A 1 ms delay was already inserted between each such idle fragment being handled. Testing later showed this to be too short an interval, and that we are normally not in as great a hurry to complete these idle fragments as we previously believed.
This fix extends the idle fragment delay time to 20 ms if there are no redo alerts indicating an urgent need to complete the LCP. In case of a low redo alert state we wait 5 ms instead, and for a higher alert state we fall back to the 1 ms delay. (Bug #32068551)
References: See also: Bug #31655158, Bug #31613158.
When an NDB table was created, it was invalidated in the global dictionary cache, but this was unnecessary. Furthermore, having a table which exists in the global dictionary cache is actually an advantage for subsequent uses of the new table, since it can be found in the table cache without performing a round trip to NDB. (Bug #32047456)

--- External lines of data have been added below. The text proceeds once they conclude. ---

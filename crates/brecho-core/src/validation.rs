//! # Validation Module
//!
//! Input validation for the inventory & sale ledger.
//!
//! ## Validation Strategy
//! Validators run at the service boundary, before any business logic, so a
//! rejected input leaves every counter and flag untouched. Business rules
//! that need catalog state (stock checks, duplicate lines) live in the
//! services themselves; this module covers shape and range only.

use crate::error::ValidationError;
use crate::types::{LineRequest, NewItem};
use crate::{MAX_AMOUNT_CENTS, MAX_LINE_QUANTITY, MAX_SALE_LINES};

/// Result type for validation operations.
pub type ValidationResult<T> = Result<T, ValidationError>;

// =============================================================================
// String Validators
// =============================================================================

/// Validates an item or client name.
///
/// ## Rules
/// - Must not be empty (after trimming)
/// - Must be at most 200 characters
pub fn validate_name(field: &str, name: &str) -> ValidationResult<()> {
    let name = name.trim();

    if name.is_empty() {
        return Err(ValidationError::Required {
            field: field.to_string(),
        });
    }

    if name.len() > 200 {
        return Err(ValidationError::TooLong {
            field: field.to_string(),
            max: 200,
        });
    }

    Ok(())
}

/// Validates an item type/category.
///
/// ## Rules
/// - Must not be empty
/// - Must be at most 50 characters
pub fn validate_item_type(item_type: &str) -> ValidationResult<()> {
    let item_type = item_type.trim();

    if item_type.is_empty() {
        return Err(ValidationError::Required {
            field: "item_type".to_string(),
        });
    }

    if item_type.len() > 50 {
        return Err(ValidationError::TooLong {
            field: "item_type".to_string(),
            max: 50,
        });
    }

    Ok(())
}

// =============================================================================
// Numeric Validators
// =============================================================================

/// Validates a line quantity.
///
/// ## Rules
/// - Must be positive (> 0)
/// - Must not exceed MAX_LINE_QUANTITY
pub fn validate_quantity(qty: i64) -> ValidationResult<()> {
    if qty <= 0 {
        return Err(ValidationError::MustBePositive {
            field: "quantity".to_string(),
        });
    }

    if qty > MAX_LINE_QUANTITY {
        return Err(ValidationError::OutOfRange {
            field: "quantity".to_string(),
            min: 1,
            max: MAX_LINE_QUANTITY,
        });
    }

    Ok(())
}

/// Validates a monetary amount that may be zero (cost, freight, stock price).
///
/// ## Rules
/// - Must be non-negative (>= 0); zero is allowed
/// - Must not exceed MAX_AMOUNT_CENTS
pub fn validate_amount_cents(field: &str, cents: i64) -> ValidationResult<()> {
    if cents < 0 {
        return Err(ValidationError::NegativeAmount {
            field: field.to_string(),
        });
    }

    if cents > MAX_AMOUNT_CENTS {
        return Err(ValidationError::OutOfRange {
            field: field.to_string(),
            min: 0,
            max: MAX_AMOUNT_CENTS,
        });
    }

    Ok(())
}

/// Validates a sale price: every line entering a sale must be priced.
///
/// ## Rules
/// - Must be strictly positive (> 0)
/// - Must not exceed MAX_AMOUNT_CENTS, so line totals stay bounded
pub fn validate_sale_price_cents(cents: i64) -> ValidationResult<()> {
    if cents <= 0 {
        return Err(ValidationError::MustBePositive {
            field: "sale price".to_string(),
        });
    }

    if cents > MAX_AMOUNT_CENTS {
        return Err(ValidationError::OutOfRange {
            field: "sale price".to_string(),
            min: 1,
            max: MAX_AMOUNT_CENTS,
        });
    }

    Ok(())
}

// =============================================================================
// Collection Validators
// =============================================================================

/// Validates the line set of a new sale.
///
/// ## Rules
/// - Must not be empty
/// - Must not exceed MAX_SALE_LINES
/// - Every requested quantity must pass `validate_quantity`
pub fn validate_line_requests(requests: &[LineRequest]) -> ValidationResult<()> {
    if requests.is_empty() {
        return Err(ValidationError::Empty {
            field: "lines".to_string(),
        });
    }

    if requests.len() > MAX_SALE_LINES {
        return Err(ValidationError::OutOfRange {
            field: "lines".to_string(),
            min: 1,
            max: MAX_SALE_LINES as i64,
        });
    }

    for request in requests {
        validate_quantity(request.quantity)?;
    }

    Ok(())
}

// =============================================================================
// Composite Validators
// =============================================================================

/// Validates a new item registration.
pub fn validate_new_item(input: &NewItem) -> ValidationResult<()> {
    validate_name("name", &input.name)?;
    validate_item_type(&input.item_type)?;
    validate_amount_cents("cost", input.cost_cents)?;

    if let Some(price_cents) = input.price_cents {
        validate_sale_price_cents(price_cents)?;
    }

    if input.quantity < 0 {
        return Err(ValidationError::NegativeAmount {
            field: "quantity".to_string(),
        });
    }

    Ok(())
}

// =============================================================================
// Unit Tests
// =============================================================================

#[cfg(test)]
mod tests {
    use super::*;

    #[test]
    fn test_validate_name() {
        assert!(validate_name("name", "Vestido floral").is_ok());
        assert!(validate_name("name", "").is_err());
        assert!(validate_name("name", "   ").is_err());
        assert!(validate_name("name", &"A".repeat(300)).is_err());
    }

    #[test]
    fn test_validate_item_type() {
        assert!(validate_item_type("vestido").is_ok());
        assert!(validate_item_type("").is_err());
        assert!(validate_item_type(&"A".repeat(60)).is_err());
    }

    #[test]
    fn test_validate_quantity() {
        assert!(validate_quantity(1).is_ok());
        assert!(validate_quantity(999).is_ok());

        assert!(validate_quantity(0).is_err());
        assert!(validate_quantity(-1).is_err());
        assert!(validate_quantity(1000).is_err());
    }

    #[test]
    fn test_validate_amount_cents() {
        assert!(validate_amount_cents("freight", 0).is_ok());
        assert!(validate_amount_cents("freight", 1500).is_ok());
        assert!(validate_amount_cents("freight", MAX_AMOUNT_CENTS).is_ok());

        assert!(validate_amount_cents("freight", -1).is_err());
        assert!(validate_amount_cents("freight", MAX_AMOUNT_CENTS + 1).is_err());
    }

    #[test]
    fn test_validate_sale_price() {
        assert!(validate_sale_price_cents(100).is_ok());
        assert!(validate_sale_price_cents(MAX_AMOUNT_CENTS).is_ok());

        assert!(validate_sale_price_cents(0).is_err());
        assert!(validate_sale_price_cents(-100).is_err());
        assert!(validate_sale_price_cents(MAX_AMOUNT_CENTS + 1).is_err());
    }

    #[test]
    fn test_validate_line_requests() {
        assert!(validate_line_requests(&[]).is_err());
        assert!(validate_line_requests(&[LineRequest::new("a", 1)]).is_ok());
        assert!(validate_line_requests(&[LineRequest::new("a", 0)]).is_err());
    }

}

No clear error message was provided when an ndb_mgmd process tried to start using the PortNumber of a port that was already in use. (Bug #32045786)

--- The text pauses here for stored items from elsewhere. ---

//! # Sale Ledger
//!
//! Owns the set of in-progress sales and the draft being composed, and
//! coordinates reservations with the [`Catalog`].
//!
//! ## Sale Lifecycle
//! ```text
//! ┌─────────────────────────────────────────────────────────────────────┐
//! │                    Sale Lifecycle                                   │
//! │                                                                     │
//! │  ┌─────────┐    ┌──────────────┐    ┌──────────────┐    ┌────────┐  │
//! │  │  Draft  │───►│ OPEN(unpaid) │───►│  OPEN(paid)  │───►│PROMOTED│  │
//! │  │(staged) │    │              │    │              │    │(shipped│  │
//! │  └─────────┘    └──────────────┘    └──────────────┘    │  pool) │  │
//! │       │                │                   │            └────────┘  │
//! │  cancel_draft     delete_sale         delete_sale                   │
//! │  (release all)    (release all)       (release all)                 │
//! │                                                                     │
//! │  Promotion: exactly when is_paid AND is_freight_paid become true,   │
//! │  checked after either flag changes — never anywhere else.           │
//! └─────────────────────────────────────────────────────────────────────┘
//! ```
//!
//! ## Atomicity
//! Multi-line operations reserve one line at a time; on a mid-loop failure
//! every reservation already taken is rolled back before the error returns,
//! so a failed call never leaves partial state behind.

use serde::{Deserialize, Serialize};
use tracing::{debug, info};
use ts_rs::TS;

use crate::catalog::Catalog;
use crate::delivery::DeliveryTracker;
use crate::error::{CoreError, CoreResult, ValidationError};
use crate::types::{ClientInfo, LineRequest, OpenSale, SaleLine};
use crate::validation::{
    validate_amount_cents, validate_line_requests, validate_name, validate_quantity,
    validate_sale_price_cents,
};

// =============================================================================
// Sale Draft
// =============================================================================

/// The sale being composed on screen, before it becomes an [`OpenSale`].
///
/// Staged lines hold real reservations: an item staged here already counts
/// against catalog stock, so another sale cannot grab it while the operator
/// is still filling in client details.
#[derive(Debug, Clone, Default, Serialize, Deserialize, TS)]
#[ts(export)]
pub struct SaleDraft {
    pub client: Option<ClientInfo>,
    pub lines: Vec<SaleLine>,
}

impl SaleDraft {
    /// Sum of staged line totals in cents.
    pub fn total_cents(&self) -> i64 {
        self.lines.iter().map(|l| l.line_total_cents()).sum()
    }

    /// Whether nothing is staged.
    pub fn is_empty(&self) -> bool {
        self.lines.is_empty()
    }
}

// =============================================================================
// Sale Ledger
// =============================================================================

/// In-memory store of open sales plus the current draft.
///
/// Catalog-touching operations take `&mut Catalog` explicitly; operations
/// that can promote a sale also take `&mut DeliveryTracker`. No singletons:
/// whoever owns the services passes them in.
#[derive(Debug, Default)]
pub struct SaleLedger {
    open: Vec<OpenSale>,
    draft: SaleDraft,
}

impl SaleLedger {
    /// Creates an empty ledger.
    pub fn new() -> Self {
        SaleLedger {
            open: Vec::new(),
            draft: SaleDraft::default(),
        }
    }

    // -------------------------------------------------------------------------
    // Reservation helpers
    // -------------------------------------------------------------------------

    /// Snapshots and reserves every request, skipping item ids in `skip`.
    ///
    /// Duplicate ids within `requests` collapse to their first occurrence.
    /// On any failure all reservations taken by this call are rolled back.
    fn reserve_requests(
        catalog: &mut Catalog,
        requests: &[LineRequest],
        skip: &[String],
    ) -> CoreResult<Vec<SaleLine>> {
        let mut reserved: Vec<SaleLine> = Vec::new();

        let result = (|| -> CoreResult<()> {
            for request in requests {
                if skip.iter().any(|id| *id == request.item_id)
                    || reserved.iter().any(|l| l.item_id == request.item_id)
                {
                    continue;
                }

                let item = catalog.get(&request.item_id)?;
                validate_sale_price_cents(item.price_cents)?;
                let line = SaleLine::from_item(item, request.quantity);

                catalog.reserve(&request.item_id, request.quantity)?;
                reserved.push(line);
            }
            Ok(())
        })();

        if let Err(err) = result {
            // Undo everything this call reserved; the items were just
            // reserved, so the releases cannot fail.
            for line in &reserved {
                let _ = catalog.release(&line.item_id, line.quantity);
            }
            return Err(err);
        }

        Ok(reserved)
    }

    fn release_lines(catalog: &mut Catalog, lines: &[SaleLine]) -> CoreResult<()> {
        for line in lines {
            catalog.release(&line.item_id, line.quantity)?;
        }
        Ok(())
    }

    // -------------------------------------------------------------------------
    // Open sale operations
    // -------------------------------------------------------------------------

    /// Creates a new open sale, reserving every line.
    ///
    /// ## Preconditions
    /// - `requests` non-empty, every quantity positive
    /// - every referenced item exists, is priced (> 0) and has stock
    ///
    /// Returns the new sale id.
    pub fn add_sale(
        &mut self,
        catalog: &mut Catalog,
        client: ClientInfo,
        requests: &[LineRequest],
    ) -> CoreResult<String> {
        validate_name("client name", &client.name)?;
        validate_line_requests(requests)?;

        let lines = Self::reserve_requests(catalog, requests, &[])?;
        let sale = OpenSale::new(client, lines);
        let sale_id = sale.id.clone();

        info!(sale_id = %sale_id, total_cents = sale.total_cents, "Sale created");

        self.open.push(sale);
        Ok(sale_id)
    }

    /// Adds lines to an existing open sale, deduplicating by item id.
    ///
    /// Items already in the sale (or repeated within `requests`) are
    /// skipped: no double reservation, no duplicate line. The total is
    /// recomputed from the full line list afterwards.
    pub fn add_lines(
        &mut self,
        catalog: &mut Catalog,
        sale_id: &str,
        requests: &[LineRequest],
    ) -> CoreResult<()> {
        validate_line_requests(requests)?;

        // Existence check before reserving anything
        let existing: Vec<String> = self
            .get(sale_id)?
            .lines
            .iter()
            .map(|l| l.item_id.clone())
            .collect();

        let new_lines = Self::reserve_requests(catalog, requests, &existing)?;

        let sale = self.get_mut(sale_id)?;
        sale.lines.extend(new_lines);
        sale.recompute_total();

        debug!(sale_id = %sale_id, total_cents = sale.total_cents, "Lines added");
        Ok(())
    }

    /// Removes one line from an open sale, releasing its reservation.
    ///
    /// ## Errors
    /// `SaleNotFound` / `LineNotFound` when either id is unknown; the caller
    /// must not assume partial success.
    pub fn remove_line(
        &mut self,
        catalog: &mut Catalog,
        sale_id: &str,
        item_id: &str,
    ) -> CoreResult<()> {
        let sale = self
            .open
            .iter_mut()
            .find(|s| s.id == sale_id)
            .ok_or_else(|| CoreError::SaleNotFound(sale_id.to_string()))?;

        let pos = sale
            .lines
            .iter()
            .position(|l| l.item_id == item_id)
            .ok_or_else(|| CoreError::LineNotFound {
                sale_id: sale_id.to_string(),
                item_id: item_id.to_string(),
            })?;

        // Release before mutating the sale so a failed release (item gone
        // from the catalog) leaves the line list untouched.
        catalog.release(&sale.lines[pos].item_id, sale.lines[pos].quantity)?;
        sale.lines.remove(pos);
        sale.recompute_total();

        debug!(sale_id = %sale_id, item_id = %item_id, "Line removed");
        Ok(())
    }

    /// Marks the sale paid. Promotes it into the shipped pool immediately
    /// when freight is already paid.
    pub fn confirm_payment(
        &mut self,
        tracker: &mut DeliveryTracker,
        sale_id: &str,
    ) -> CoreResult<()> {
        let sale = self.get_mut(sale_id)?;
        sale.is_paid = true;

        info!(sale_id = %sale_id, "Payment confirmed");

        self.maybe_promote(tracker, sale_id);
        Ok(())
    }

    /// Updates the freight value and its paid flag. Promotes the sale when
    /// the product payment was already confirmed and freight becomes paid.
    pub fn update_freight(
        &mut self,
        tracker: &mut DeliveryTracker,
        sale_id: &str,
        freight_cents: i64,
        paid: bool,
    ) -> CoreResult<()> {
        validate_amount_cents("freight", freight_cents)?;

        let sale = self.get_mut(sale_id)?;
        sale.freight_cents = freight_cents;
        sale.is_freight_paid = paid;

        debug!(sale_id = %sale_id, freight_cents, paid, "Freight updated");

        self.maybe_promote(tracker, sale_id);
        Ok(())
    }

    /// Moves the sale into the shipped pool when both payment flags are set.
    ///
    /// The ONLY promotion site: called right after either flag changes,
    /// never eagerly or lazily elsewhere. A sale lives in exactly one of
    /// {open set, shipped pool} at any time.
    fn maybe_promote(&mut self, tracker: &mut DeliveryTracker, sale_id: &str) {
        let Some(pos) = self
            .open
            .iter()
            .position(|s| s.id == sale_id && s.is_fully_paid())
        else {
            return;
        };

        let sale = self.open.remove(pos);
        info!(sale_id = %sale.id, total_cents = sale.total_cents, "Sale promoted to shipped pool");
        tracker.accept(sale);
    }

    /// Deletes a sale from whichever set holds it, releasing all its lines.
    ///
    /// Works on the open set and on the shipped pool; delivered records are
    /// terminal and refuse deletion.
    pub fn delete_sale(
        &mut self,
        catalog: &mut Catalog,
        tracker: &mut DeliveryTracker,
        sale_id: &str,
    ) -> CoreResult<()> {
        if let Some(pos) = self.open.iter().position(|s| s.id == sale_id) {
            let sale = self.open.remove(pos);
            Self::release_lines(catalog, &sale.lines)?;
            info!(sale_id = %sale_id, "Open sale deleted");
            return Ok(());
        }

        if let Some(record) = tracker.take(sale_id)? {
            // A cancelled delivery already released its lines
            if record.reservations_held {
                Self::release_lines(catalog, &record.sale.lines)?;
            }
            info!(sale_id = %sale_id, "Promoted sale deleted");
            return Ok(());
        }

        Err(CoreError::SaleNotFound(sale_id.to_string()))
    }

    // -------------------------------------------------------------------------
    // Draft staging
    // -------------------------------------------------------------------------

    /// Stages one line into the draft, reserving it immediately.
    ///
    /// Staging the same item twice is rejected: the first reservation
    /// already holds the stock.
    pub fn stage_line(&mut self, catalog: &mut Catalog, request: LineRequest) -> CoreResult<()> {
        validate_quantity(request.quantity)?;

        if self.draft.lines.iter().any(|l| l.item_id == request.item_id) {
            return Err(ValidationError::Duplicate {
                field: "item".to_string(),
                value: request.item_id,
            }
            .into());
        }

        let item = catalog.get(&request.item_id)?;
        validate_sale_price_cents(item.price_cents)?;
        let line = SaleLine::from_item(item, request.quantity);

        catalog.reserve(&request.item_id, request.quantity)?;
        debug!(item_id = %request.item_id, quantity = request.quantity, "Line staged");
        self.draft.lines.push(line);

        Ok(())
    }

    /// Sets the client for the draft.
    pub fn set_draft_client(&mut self, client: ClientInfo) -> CoreResult<()> {
        validate_name("client name", &client.name)?;
        self.draft.client = Some(client);
        Ok(())
    }

    /// Cancels the draft: releases every staged reservation and clears the
    /// staged client and lines.
    pub fn cancel_draft(&mut self, catalog: &mut Catalog) -> CoreResult<()> {
        let lines = std::mem::take(&mut self.draft.lines);
        self.draft.client = None;

        Self::release_lines(catalog, &lines)?;

        debug!(released = lines.len(), "Draft cancelled");
        Ok(())
    }

    /// Turns the draft into an open sale.
    ///
    /// The staged lines are already reserved, so nothing is re-reserved
    /// here. A client passed in overrides the staged one. Returns the new
    /// sale id.
    pub fn commit_draft(&mut self, client: Option<ClientInfo>) -> CoreResult<String> {
        if self.draft.is_empty() {
            return Err(ValidationError::Empty {
                field: "lines".to_string(),
            }
            .into());
        }

        let client = client
            .or_else(|| self.draft.client.take())
            .ok_or_else(|| ValidationError::Required {
                field: "client".to_string(),
            })?;
        validate_name("client name", &client.name)?;

        let lines = std::mem::take(&mut self.draft.lines);
        self.draft.client = None;

        let sale = OpenSale::new(client, lines);
        let sale_id = sale.id.clone();

        info!(sale_id = %sale_id, total_cents = sale.total_cents, "Draft committed");

        self.open.push(sale);
        Ok(sale_id)
    }

    /// Read-only view of the draft.
    pub fn draft(&self) -> &SaleDraft {
        &self.draft
    }

    // -------------------------------------------------------------------------
    // Reads
    // -------------------------------------------------------------------------

    /// Looks up an open sale by id.
    pub fn get(&self, sale_id: &str) -> CoreResult<&OpenSale> {
        self.open
            .iter()
            .find(|s| s.id == sale_id)
            .ok_or_else(|| CoreError::SaleNotFound(sale_id.to_string()))
    }

    fn get_mut(&mut self, sale_id: &str) -> CoreResult<&mut OpenSale> {
        self.open
            .iter_mut()
            .find(|s| s.id == sale_id)
            .ok_or_else(|| CoreError::SaleNotFound(sale_id.to_string()))
    }

    /// Snapshot of the open set, insertion-ordered.
    pub fn list_open(&self) -> Vec<OpenSale> {
        self.open.to_vec()
    }

    /// Number of open sales.
    pub fn open_count(&self) -> usize {
        self.open.len()
    }
}

// =============================================================================
// Unit Tests
// =============================================================================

Two problems occurred when NDB closed a table:
- NDB failed to detect when the close was done from FLUSH TABLES, which meant that the NDB table definitions in the global dictionary cache were not invalidated.
- When the close was done by a thread which had not used NDB earlier—for example when FLUSH TABLES or RESET MASTER closed instances of ha_ndbcluster held in the table definition cache—a new Thd_ndb object was allocated, even though there is a fallback to the global Ndb object in case the allocation fails, which never occurs in such cases, so it is less wasteful simply to use the global object already provided.
(Bug #32018394, Bug #32357856)
Removed a large number of compiler warnings relating to unused function arguments in NdbDictionaryImpl. (Bug #31960757)
Unnecessary casts were performed when checking internal error codes. (Bug #31930166)
NDB continued to use file system paths for determining the names of tables to open or perform DDL on, in spite of the fact that it longer actually uses files for these operations. This required unnecessary translation between character sets, handling the MySQL-specific file system encoding, and parsing. In addition, results of these operations were stored in buffers of fixed size, each instance of which used several hundred bytes of memory unnecessarily. Since the database and table names to use are already available to NDB through other means, this translation could be (and has been) removed in most cases. (Bug #31846478)
Generation of internal statistics relating to NDB object counts was found to lead to an increase in transaction latency at very high rates of transactions per second, brought about by returning an excessive number of freed NDB objects. (Bug #31790329)
NDB behaved unpredictably in response an attempt to change permissions on a distributed user (that is, a user having the NDB_STORED_USER privilege) during a binary log thread shutdown and restart. We address this issue by ensuring that the user gets a clear warning Could not distribute ACL change to other MySQL servers whenever distribution does not succeed. This fix also improves a number of mysqld log messages. (Bug #31680765)
ndb_restore encountered intermittent errors while replaying backup logs which deleted blob values; this was due to deletion of blob parts when a main table row containing blob one or more values was deleted. This is fixed by modifying ndb_restore to use the asynchronous API for blob deletes, which does not trigger blob part deletes when a blob main table row is deleted (unlike the synchronous API), so that a delete log event for the main table deletes only the row from the main table. (Bug #31546136)
When a table creation schema transaction is prepared, the table is in TS_CREATING state, and is changed to TS_ACTIVE state when the schema transaction commits on the DBDIH block. In the case where the node acting as DBDIH coordinator fails while the schema transaction is committing, another node starts taking over for the coordinator. The following actions are taken when handling this node failure:
- DBDICT rolls the table creation schema transaction forward and commits, resulting in the table involved changing to TS_ACTIVE state.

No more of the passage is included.